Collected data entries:
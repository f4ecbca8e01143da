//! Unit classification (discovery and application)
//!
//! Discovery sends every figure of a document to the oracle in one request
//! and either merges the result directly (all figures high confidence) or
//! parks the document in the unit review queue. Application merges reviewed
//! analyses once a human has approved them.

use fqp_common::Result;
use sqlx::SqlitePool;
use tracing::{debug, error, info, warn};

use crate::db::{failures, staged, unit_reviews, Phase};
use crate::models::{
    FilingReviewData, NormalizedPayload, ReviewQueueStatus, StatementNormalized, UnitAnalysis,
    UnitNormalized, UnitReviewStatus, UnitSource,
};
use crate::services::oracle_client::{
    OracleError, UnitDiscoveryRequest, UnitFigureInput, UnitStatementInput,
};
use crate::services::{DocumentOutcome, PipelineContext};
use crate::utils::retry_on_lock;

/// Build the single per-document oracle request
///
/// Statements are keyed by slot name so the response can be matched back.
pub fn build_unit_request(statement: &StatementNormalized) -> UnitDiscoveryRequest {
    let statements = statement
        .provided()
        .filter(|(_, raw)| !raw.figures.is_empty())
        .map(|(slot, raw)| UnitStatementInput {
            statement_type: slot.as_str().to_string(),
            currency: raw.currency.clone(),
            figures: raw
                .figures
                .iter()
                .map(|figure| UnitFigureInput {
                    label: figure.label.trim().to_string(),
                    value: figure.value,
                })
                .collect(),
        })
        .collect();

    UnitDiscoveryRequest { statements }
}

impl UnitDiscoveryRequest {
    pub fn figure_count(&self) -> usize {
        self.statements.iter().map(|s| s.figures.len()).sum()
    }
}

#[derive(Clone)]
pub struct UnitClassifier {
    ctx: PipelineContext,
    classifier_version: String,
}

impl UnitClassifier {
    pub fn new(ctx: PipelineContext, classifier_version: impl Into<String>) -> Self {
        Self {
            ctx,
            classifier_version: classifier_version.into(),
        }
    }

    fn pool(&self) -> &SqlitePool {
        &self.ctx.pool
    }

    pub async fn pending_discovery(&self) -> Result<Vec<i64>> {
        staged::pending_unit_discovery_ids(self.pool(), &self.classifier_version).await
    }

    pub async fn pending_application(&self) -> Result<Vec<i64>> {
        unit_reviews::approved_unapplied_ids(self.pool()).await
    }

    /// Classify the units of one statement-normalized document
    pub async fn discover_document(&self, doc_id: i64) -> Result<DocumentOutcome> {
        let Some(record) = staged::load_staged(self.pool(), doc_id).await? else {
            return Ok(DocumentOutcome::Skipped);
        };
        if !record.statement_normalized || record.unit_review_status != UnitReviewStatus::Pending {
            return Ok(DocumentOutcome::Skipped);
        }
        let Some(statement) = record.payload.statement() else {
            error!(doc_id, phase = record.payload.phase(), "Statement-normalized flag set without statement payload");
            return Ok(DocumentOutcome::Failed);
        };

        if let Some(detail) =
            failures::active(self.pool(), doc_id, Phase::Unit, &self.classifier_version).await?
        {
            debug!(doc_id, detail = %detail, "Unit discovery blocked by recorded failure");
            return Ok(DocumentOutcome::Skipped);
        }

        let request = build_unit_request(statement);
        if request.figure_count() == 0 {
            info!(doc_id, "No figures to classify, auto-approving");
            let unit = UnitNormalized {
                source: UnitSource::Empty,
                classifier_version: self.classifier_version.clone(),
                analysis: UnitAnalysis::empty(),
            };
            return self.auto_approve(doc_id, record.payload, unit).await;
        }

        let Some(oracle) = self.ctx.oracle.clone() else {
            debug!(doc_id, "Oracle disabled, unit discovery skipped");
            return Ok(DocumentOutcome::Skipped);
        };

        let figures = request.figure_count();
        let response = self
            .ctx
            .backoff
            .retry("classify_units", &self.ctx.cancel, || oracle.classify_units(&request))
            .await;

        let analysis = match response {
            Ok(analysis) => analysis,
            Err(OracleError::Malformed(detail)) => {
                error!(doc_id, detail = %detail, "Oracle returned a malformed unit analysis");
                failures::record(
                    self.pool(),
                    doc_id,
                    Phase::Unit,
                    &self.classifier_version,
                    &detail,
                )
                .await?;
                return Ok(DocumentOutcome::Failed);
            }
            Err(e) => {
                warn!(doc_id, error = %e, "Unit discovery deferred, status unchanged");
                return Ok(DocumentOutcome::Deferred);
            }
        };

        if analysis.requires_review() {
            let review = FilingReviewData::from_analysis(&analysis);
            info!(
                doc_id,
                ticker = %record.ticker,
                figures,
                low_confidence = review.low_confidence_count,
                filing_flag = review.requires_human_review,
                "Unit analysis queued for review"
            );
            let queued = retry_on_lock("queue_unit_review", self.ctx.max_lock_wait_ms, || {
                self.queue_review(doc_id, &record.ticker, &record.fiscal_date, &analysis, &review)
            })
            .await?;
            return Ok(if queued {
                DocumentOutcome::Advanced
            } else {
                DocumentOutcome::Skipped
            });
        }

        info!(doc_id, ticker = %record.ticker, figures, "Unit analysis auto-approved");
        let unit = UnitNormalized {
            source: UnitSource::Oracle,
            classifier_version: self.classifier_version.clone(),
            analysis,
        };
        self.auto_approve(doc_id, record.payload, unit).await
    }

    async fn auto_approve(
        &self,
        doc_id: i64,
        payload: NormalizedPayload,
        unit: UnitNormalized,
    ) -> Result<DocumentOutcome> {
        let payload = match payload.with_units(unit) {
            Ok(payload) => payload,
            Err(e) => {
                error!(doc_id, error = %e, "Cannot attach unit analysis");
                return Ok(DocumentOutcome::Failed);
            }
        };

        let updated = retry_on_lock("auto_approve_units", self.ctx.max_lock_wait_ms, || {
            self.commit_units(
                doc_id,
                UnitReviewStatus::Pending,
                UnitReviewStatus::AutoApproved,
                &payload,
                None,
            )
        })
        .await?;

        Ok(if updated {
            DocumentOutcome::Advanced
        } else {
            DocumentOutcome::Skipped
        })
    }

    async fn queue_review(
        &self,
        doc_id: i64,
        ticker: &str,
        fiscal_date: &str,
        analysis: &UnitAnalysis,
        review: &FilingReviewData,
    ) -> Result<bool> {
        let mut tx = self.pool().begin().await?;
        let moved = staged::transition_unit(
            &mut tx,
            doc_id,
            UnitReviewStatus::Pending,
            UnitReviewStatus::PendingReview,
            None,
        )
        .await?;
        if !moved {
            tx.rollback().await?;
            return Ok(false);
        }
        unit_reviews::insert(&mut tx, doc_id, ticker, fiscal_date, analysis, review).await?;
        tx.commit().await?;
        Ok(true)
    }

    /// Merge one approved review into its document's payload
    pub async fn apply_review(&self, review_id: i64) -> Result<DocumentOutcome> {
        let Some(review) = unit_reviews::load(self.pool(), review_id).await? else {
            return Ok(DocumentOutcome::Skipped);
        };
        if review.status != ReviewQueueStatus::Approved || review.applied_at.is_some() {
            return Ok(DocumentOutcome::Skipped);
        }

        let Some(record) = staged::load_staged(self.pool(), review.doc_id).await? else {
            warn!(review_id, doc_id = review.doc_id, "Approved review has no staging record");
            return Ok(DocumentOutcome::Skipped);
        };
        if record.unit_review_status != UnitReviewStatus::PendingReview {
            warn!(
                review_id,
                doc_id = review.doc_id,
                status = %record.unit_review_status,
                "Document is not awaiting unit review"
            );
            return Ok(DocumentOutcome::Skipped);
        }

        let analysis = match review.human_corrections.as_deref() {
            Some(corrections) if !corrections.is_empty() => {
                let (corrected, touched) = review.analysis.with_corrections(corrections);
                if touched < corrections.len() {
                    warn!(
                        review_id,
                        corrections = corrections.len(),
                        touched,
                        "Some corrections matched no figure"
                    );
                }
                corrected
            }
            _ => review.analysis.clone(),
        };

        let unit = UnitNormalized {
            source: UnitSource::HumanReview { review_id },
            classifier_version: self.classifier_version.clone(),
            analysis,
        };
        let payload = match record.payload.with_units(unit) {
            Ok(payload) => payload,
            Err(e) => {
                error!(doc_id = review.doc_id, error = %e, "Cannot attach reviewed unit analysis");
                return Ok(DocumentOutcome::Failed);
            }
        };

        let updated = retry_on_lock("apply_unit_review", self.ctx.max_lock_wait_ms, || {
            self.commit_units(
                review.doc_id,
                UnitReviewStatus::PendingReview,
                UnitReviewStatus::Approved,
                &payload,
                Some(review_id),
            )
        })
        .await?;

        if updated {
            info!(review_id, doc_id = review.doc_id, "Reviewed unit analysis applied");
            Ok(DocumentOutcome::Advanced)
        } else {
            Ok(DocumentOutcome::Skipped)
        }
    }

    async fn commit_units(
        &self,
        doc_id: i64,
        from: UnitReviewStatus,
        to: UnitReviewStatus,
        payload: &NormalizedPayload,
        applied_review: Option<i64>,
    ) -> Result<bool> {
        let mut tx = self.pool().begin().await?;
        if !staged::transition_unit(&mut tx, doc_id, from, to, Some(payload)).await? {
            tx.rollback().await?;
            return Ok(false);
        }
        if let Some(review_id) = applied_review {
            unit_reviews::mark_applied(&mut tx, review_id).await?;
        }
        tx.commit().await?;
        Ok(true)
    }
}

> [Assignment]: From the records, copy out each line that includes the string "merges".

> [Solution]:
//! and either merges the result directly (all figures high confidence) or
//! parks the document in the unit review queue. Application merges reviewed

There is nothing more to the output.